MATERIAL FOR THIS TASK section start
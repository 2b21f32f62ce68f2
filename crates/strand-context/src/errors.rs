//! Context engine error types.

use thiserror::Error;

/// Errors raised by compaction.
#[derive(Debug, Error)]
pub enum ContextError {
    /// The summarizer collaborator failed.
    #[error("summarizer error: {0}")]
    Summarizer(String),

    /// Persisting the compaction record failed.
    #[error("compaction persistence error: {0}")]
    Persistence(String),

    /// Compaction was requested with nothing to summarize or replace.
    #[error("nothing to compact: {0}")]
    NothingToCompact(String),
}

/// Convenience alias used throughout this crate.
pub type Result<T> = std::result::Result<T, ContextError>;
MATERIAL FOR THIS TASK section end
- [WHAT THE TASK REQUIRES]:
All of the data above should be reproduced exactly, with nothing missing.

- [REPLY TO THE TASK]:
repository 2b21f32f62ce68f2
filename crates/strand-context/src/errors.rs
//! Context engine error types.

use thiserror::Error;

/// Errors raised by compaction.
#[derive(Debug, Error)]
pub enum ContextError {
    /// The summarizer collaborator failed.
    #[error("summarizer error: {0}")]
    Summarizer(String),

    /// Persisting the compaction record failed.
    #[error("compaction persistence error: {0}")]
    Persistence(String),

    /// Compaction was requested with nothing to summarize or replace.
    #[error("nothing to compact: {0}")]
    NothingToCompact(String),
}

/// Convenience alias used throughout this crate.
pub type Result<T> = std::result::Result<T, ContextError>;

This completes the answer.